Records contained in a dataset

*** Begin section ***

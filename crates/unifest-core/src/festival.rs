//! Festival types: what the server lists and what the user pins.
//!
//! A [`FestivalSummary`] and a [`LikedFestival`] sharing a `festival_id` are the
//! same festival at two lifecycle stages: fetched from the server vs. pinned in
//! the local store.

use chrono::NaiveDate;
use serde::{Deserialize, Serialize};
use strum::{AsRefStr, Display, EnumIter, EnumString};

// ─── Region ──────────────────────────────────────────────────────────────────

/// A region tab on the festival search screens. The string form is the name
/// the server expects in `?region=`.
#[derive(
  Debug,
  Clone,
  Copy,
  PartialEq,
  Eq,
  Hash,
  Default,
  Serialize,
  Deserialize,
  Display,
  AsRefStr,
  EnumIter,
  EnumString,
)]
pub enum Region {
  /// Not a server region: selecting it reloads every festival.
  #[default]
  #[strum(serialize = "전체")]
  All,
  #[strum(serialize = "서울")]
  Seoul,
  #[strum(serialize = "경기/인천")]
  GyeonggiIncheon,
  #[strum(serialize = "강원")]
  Gangwon,
  #[strum(serialize = "대전/충청")]
  DaejeonChungcheong,
  #[strum(serialize = "광주/전라")]
  GwangjuJeolla,
  #[strum(serialize = "부산/울산")]
  BusanUlsan,
  #[strum(serialize = "대구/경북")]
  DaeguGyeongbuk,
}

// ─── Remote shapes ───────────────────────────────────────────────────────────

/// A festival as listed by search and region queries.
#[derive(Debug, Clone, PartialEq, Serialize, Deserialize)]
pub struct FestivalSummary {
  pub festival_id:   i64,
  pub school_id:     i64,
  pub school_name:   String,
  pub festival_name: String,
  pub thumbnail:     String,
  pub begin_date:    NaiveDate,
  pub end_date:      NaiveDate,
  pub latitude:      f32,
  pub longitude:     f32,
  /// Free-text region name as reported by the server; may be empty.
  pub region:        String,
}

/// A performer appearing at a festival.
#[derive(Debug, Clone, Default, PartialEq, Eq, Serialize, Deserialize)]
pub struct StarInfo {
  pub name:      String,
  #[serde(rename = "imgUrl")]
  pub image_url: String,
}

/// A festival as shown on the detail/home view: the summary fields plus the
/// line-up. Carries no region or coordinates.
#[derive(Debug, Clone, PartialEq, Serialize, Deserialize)]
pub struct FestivalToday {
  pub festival_id:   i64,
  pub school_id:     i64,
  pub school_name:   String,
  pub festival_name: String,
  pub thumbnail:     String,
  pub begin_date:    NaiveDate,
  pub end_date:      NaiveDate,
  pub stars:         Vec<StarInfo>,
}

// ─── Persisted record ────────────────────────────────────────────────────────

/// A pinned festival. `festival_id` is the primary key; writing a record with
/// an existing id replaces every field.
#[derive(Debug, Clone, PartialEq, Serialize, Deserialize)]
pub struct LikedFestival {
  pub festival_id:   i64,
  pub school_id:     i64,
  pub school_name:   String,
  pub festival_name: String,
  pub thumbnail:     String,
  pub begin_date:    NaiveDate,
  pub end_date:      NaiveDate,
  pub stars:         Vec<StarInfo>,
  pub region:        Option<String>,
  pub latitude:      Option<f32>,
  pub longitude:     Option<f32>,
}

#[cfg(test)]
mod tests {
  use std::str::FromStr as _;

  use strum::IntoEnumIterator as _;

  use super::*;

  #[test]
  fn region_uses_server_names() {
    assert_eq!(Region::Seoul.to_string(), "서울");
    assert_eq!(Region::from_str("대전/충청").unwrap(), Region::DaejeonChungcheong);
    assert_eq!(Region::default(), Region::All);
    assert!(Region::from_str("Seoul").is_err());
  }

  #[test]
  fn every_region_round_trips_through_its_name() {
    for region in Region::iter() {
      assert_eq!(Region::from_str(region.as_ref()).unwrap(), region);
    }
  }
}
//! Liked-booth list screen.

use std::{collections::BTreeSet, time::Duration};

use unifest_core::{
  booth::BoothDetail,
  event::{self, EventReceiver, EventSender},
  live::LiveSequence,
  store::FavoritesStore,
};
use unifest_data::LikedBoothRepository;

use crate::{
  bookmark::{self, LikedBoothList, UNLIKE_ANIMATION_DELAY},
  message::UiMessage,
  scope::ScreenScope,
  state::StateFlow,
};

#[derive(Debug, Clone, Default, PartialEq)]
pub struct LikedBoothUiState {
  pub liked_booths:   Vec<BoothDetail>,
  pub pending_unlike: BTreeSet<i64>,
}

impl LikedBoothList for LikedBoothUiState {
  fn liked_booths_mut(&mut self) -> &mut Vec<BoothDetail> { &mut self.liked_booths }

  fn pending_unlike_mut(&mut self) -> &mut BTreeSet<i64> { &mut self.pending_unlike }
}

#[derive(Debug, Clone, PartialEq)]
pub enum LikedBoothUiAction {
  BackClick,
  LikedBoothItemClick(i64),
  ToggleBookmark(BoothDetail),
}

#[derive(Debug, Clone, PartialEq, Eq)]
pub enum LikedBoothUiEvent {
  NavigateBack,
  NavigateToBoothDetail(i64),
  ShowSnackbar(UiMessage),
}

pub struct LikedBoothHolder<S> {
  liked_booths: LikedBoothRepository<S>,
  state:        StateFlow<LikedBoothUiState>,
  events:       EventSender<LikedBoothUiEvent>,
  receiver:     EventReceiver<LikedBoothUiEvent>,
  unlike_delay: Duration,
  scope:        ScreenScope,
}

impl<S: FavoritesStore + 'static> LikedBoothHolder<S> {
  pub fn new(liked_booths: LikedBoothRepository<S>) -> Self {
    let (events, receiver) = event::channel();
    let holder = Self {
      liked_booths,
      state: StateFlow::new(LikedBoothUiState::default()),
      events,
      receiver,
      unlike_delay: UNLIKE_ANIMATION_DELAY,
      scope: ScreenScope::new(),
    };

    let mut booths = holder.liked_booths.observe_liked_booth_list();
    let state = holder.state.clone();
    holder.scope.spawn(async move {
      while let Some(list) = booths.next().await {
        state.update(|s| bookmark::apply_liked_booths(s, list));
      }
    });

    holder
  }

  pub fn with_unlike_delay(mut self, delay: Duration) -> Self {
    self.unlike_delay = delay;
    self
  }

  pub fn state(&self) -> LiveSequence<LikedBoothUiState> { self.state.subscribe() }

  pub fn current(&self) -> LikedBoothUiState { self.state.value() }

  pub fn events(&self) -> EventReceiver<LikedBoothUiEvent> { self.receiver.clone() }

  pub fn close(&self) { self.scope.close(); }

  pub async fn on_action(&self, action: LikedBoothUiAction) {
    match action {
      LikedBoothUiAction::BackClick => self.events.send(LikedBoothUiEvent::NavigateBack),
      LikedBoothUiAction::LikedBoothItemClick(id) => {
        self.events.send(LikedBoothUiEvent::NavigateToBoothDetail(id))
      }
      LikedBoothUiAction::ToggleBookmark(booth) => bookmark::unlike_booth(
        self.liked_booths.clone(),
        self.state.clone(),
        self.events.clone(),
        booth,
        self.unlike_delay,
        LikedBoothUiEvent::ShowSnackbar(UiMessage::BoothBookmarkRemoved),
      ),
    }
  }
}

#[cfg(test)]
mod tests {
  use std::sync::Arc;

  use unifest_core::booth::BoothCategory;
  use unifest_store_sqlite::SqliteStore;

  use super::*;
  use crate::test_support::{next_event, wait_for};

  fn detail(id: i64) -> BoothDetail {
    BoothDetail {
      id,
      name:        format!("booth {id}"),
      category:    BoothCategory::Food,
      description: String::new(),
      thumbnail:   String::new(),
      warning:     String::new(),
      location:    String::new(),
      latitude:    37.54,
      longitude:   127.07,
      menus:       Vec::new(),
      like_count:  3,
      is_liked:    true,
    }
  }

  async fn repo() -> LikedBoothRepository<SqliteStore> {
    LikedBoothRepository::new(Arc::new(SqliteStore::open_in_memory().await.unwrap()))
  }

  #[tokio::test]
  async fn list_follows_store() {
    let repo = repo().await;
    let holder = LikedBoothHolder::new(repo.clone());
    wait_for(&mut holder.state(), |s| s.liked_booths.is_empty()).await;

    repo.insert(&detail(1)).await.unwrap();
    repo.insert(&detail(2)).await.unwrap();
    let state = wait_for(&mut holder.state(), |s| s.liked_booths.len() == 2).await;
    assert!(state.liked_booths.iter().all(|b| b.is_liked));
  }

  #[tokio::test]
  async fn unlike_removes_only_that_booth() {
    let repo = repo().await;
    repo.insert(&detail(1)).await.unwrap();
    repo.insert(&detail(2)).await.unwrap();
    let holder = LikedBoothHolder::new(repo.clone()).with_unlike_delay(Duration::ZERO);
    wait_for(&mut holder.state(), |s| s.liked_booths.len() == 2).await;

    holder.on_action(LikedBoothUiAction::ToggleBookmark(detail(1))).await;
    assert_eq!(
      next_event(&holder.events()).await,
      LikedBoothUiEvent::ShowSnackbar(UiMessage::BoothBookmarkRemoved)
    );

    let state = wait_for(&mut holder.state(), |s| s.liked_booths.len() == 1).await;
    assert_eq!(state.liked_booths[0].id, 2);
    assert!(state.pending_unlike.is_empty());
    assert!(repo.is_liked(&detail(2)).await.unwrap());
  }

  #[tokio::test]
  async fn navigation_events_are_one_shot() {
    let holder = LikedBoothHolder::new(repo().await);
    holder.on_action(LikedBoothUiAction::LikedBoothItemClick(5)).await;
    holder.on_action(LikedBoothUiAction::BackClick).await;

    let events = holder.events();
    assert_eq!(events.try_recv(), Some(LikedBoothUiEvent::NavigateToBoothDetail(5)));
    assert_eq!(events.try_recv(), Some(LikedBoothUiEvent::NavigateBack));
    assert_eq!(holder.events().try_recv(), None);
  }
}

*** End section ***

REQUIRED WORK ::
Across the entries, state how many lines contain "serde", giving the number only.

YOUR SOLUTION ::
2